* _WHAT TO DO_
Copy the data exactly. No line may be skipped.

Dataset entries
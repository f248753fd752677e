//! Bounded retry with exponential backoff.

use std::fmt::Display;
use std::time::Duration;

use crate::common::constants::*;
use crate::common::utils::format_duration;
use crate::time::{Timer, WaitOutcome};

/// How often, and how patiently, a failed operation is repeated.
#[derive(Debug, Clone, PartialEq)]
pub struct RetryPolicy {
    /// Extra attempts after the first; 0 disables retrying
    pub max_retries: u32,
    /// Delay before the first retry
    pub initial_backoff: Duration,
    /// Growth factor applied to the delay after every retry
    pub multiplier: f64,
}

impl Default for RetryPolicy {
    fn default() -> Self {
        Self {
            max_retries: DEFAULT_MAX_RETRIES,
            initial_backoff: Duration::from_secs(DEFAULT_RETRY_BACKOFF_SECS),
            multiplier: DEFAULT_RETRY_MULTIPLIER,
        }
    }
}

/// Final result of a retried operation.
#[derive(Debug, Clone, PartialEq)]
pub enum RetryOutcome<T, E> {
    Succeeded { value: T, attempts: u32 },
    Exhausted { error: E, attempts: u32 },
    /// Shutdown was requested during a backoff wait
    Cancelled { error: E, attempts: u32 },
}

impl RetryPolicy {
    /// Delay before retry number `retry` (1-based).
    pub fn backoff_for(&self, retry: u32) -> Duration {
        if retry == 0 {
            return Duration::ZERO;
        }
        let exponent = i32::try_from(retry - 1).unwrap_or(i32::MAX);
        let secs = self.initial_backoff.as_secs_f64() * self.multiplier.powi(exponent);
        Duration::try_from_secs_f64(secs).unwrap_or(Duration::MAX)
    }

    /// Run `op` until it succeeds or the retries are used up.
    ///
    /// `op` receives the 1-based attempt number. Backoff waits go through
    /// `timer`, so a shutdown request ends the sequence early.
    pub fn run<T, E, F>(&self, timer: &Timer, label: &str, mut op: F) -> RetryOutcome<T, E>
    where
        E: Display,
        F: FnMut(u32) -> Result<T, E>,
    {
        let mut attempt = 1;
        loop {
            let error = match op(attempt) {
                Ok(value) => {
                    return RetryOutcome::Succeeded {
                        value,
                        attempts: attempt,
                    };
                }
                Err(error) => error,
            };

            if attempt > self.max_retries {
                return RetryOutcome::Exhausted {
                    error,
                    attempts: attempt,
                };
            }

            let delay = self.backoff_for(attempt);
            log_warning!("{label} failed: {error}");
            log_indented!(
                "Retrying in {} (attempt {}/{})",
                format_duration(delay),
                attempt + 1,
                self.max_retries + 1
            );

            if timer.sleep_for(delay) == WaitOutcome::Cancelled {
                return RetryOutcome::Cancelled {
                    error,
                    attempts: attempt,
                };
            }

            attempt += 1;
        }
    }
}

* _TASK OUTPUT_
repository f248753fd752677e
//! Bounded retry with exponential backoff.

use std::fmt::Display;
use std::time::Duration;

use crate::common::constants::*;
use crate::common::utils::format_duration;
use crate::time::{Timer, WaitOutcome};

/// How often, and how patiently, a failed operation is repeated.
#[derive(Debug, Clone, PartialEq)]
pub struct RetryPolicy {
    /// Extra attempts after the first; 0 disables retrying
    pub max_retries: u32,
    /// Delay before the first retry
    pub initial_backoff: Duration,
    /// Growth factor applied to the delay after every retry
    pub multiplier: f64,
}

impl Default for RetryPolicy {
    fn default() -> Self {
        Self {
            max_retries: DEFAULT_MAX_RETRIES,
            initial_backoff: Duration::from_secs(DEFAULT_RETRY_BACKOFF_SECS),
            multiplier: DEFAULT_RETRY_MULTIPLIER,
        }
    }
}

/// Final result of a retried operation.
#[derive(Debug, Clone, PartialEq)]
pub enum RetryOutcome<T, E> {
    Succeeded { value: T, attempts: u32 },
    Exhausted { error: E, attempts: u32 },
    /// Shutdown was requested during a backoff wait
    Cancelled { error: E, attempts: u32 },
}

impl RetryPolicy {
    /// Delay before retry number `retry` (1-based).
    pub fn backoff_for(&self, retry: u32) -> Duration {
        if retry == 0 {
            return Duration::ZERO;
        }
        let exponent = i32::try_from(retry - 1).unwrap_or(i32::MAX);
        let secs = self.initial_backoff.as_secs_f64() * self.multiplier.powi(exponent);
        Duration::try_from_secs_f64(secs).unwrap_or(Duration::MAX)
    }

    /// Run `op` until it succeeds or the retries are used up.
    ///
    /// `op` receives the 1-based attempt number. Backoff waits go through
    /// `timer`, so a shutdown request ends the sequence early.
    pub fn run<T, E, F>(&self, timer: &Timer, label: &str, mut op: F) -> RetryOutcome<T, E>
    where
        E: Display,
        F: FnMut(u32) -> Result<T, E>,
    {
        let mut attempt = 1;
        loop {
            let error = match op(attempt) {
                Ok(value) => {
                    return RetryOutcome::Succeeded {
                        value,
                        attempts: attempt,
                    };
                }
                Err(error) => error,
            };

            if attempt > self.max_retries {
                return RetryOutcome::Exhausted {
                    error,
                    attempts: attempt,
                };
            }

            let delay = self.backoff_for(attempt);
            log_warning!("{label} failed: {error}");
            log_indented!(
                "Retrying in {} (attempt {}/{})",
                format_duration(delay),
                attempt + 1,
                self.max_retries + 1
            );

            if timer.sleep_for(delay) == WaitOutcome::Cancelled {
                return RetryOutcome::Cancelled {
                    error,
                    attempts: attempt,
                };
            }

            attempt += 1;
        }
    }
}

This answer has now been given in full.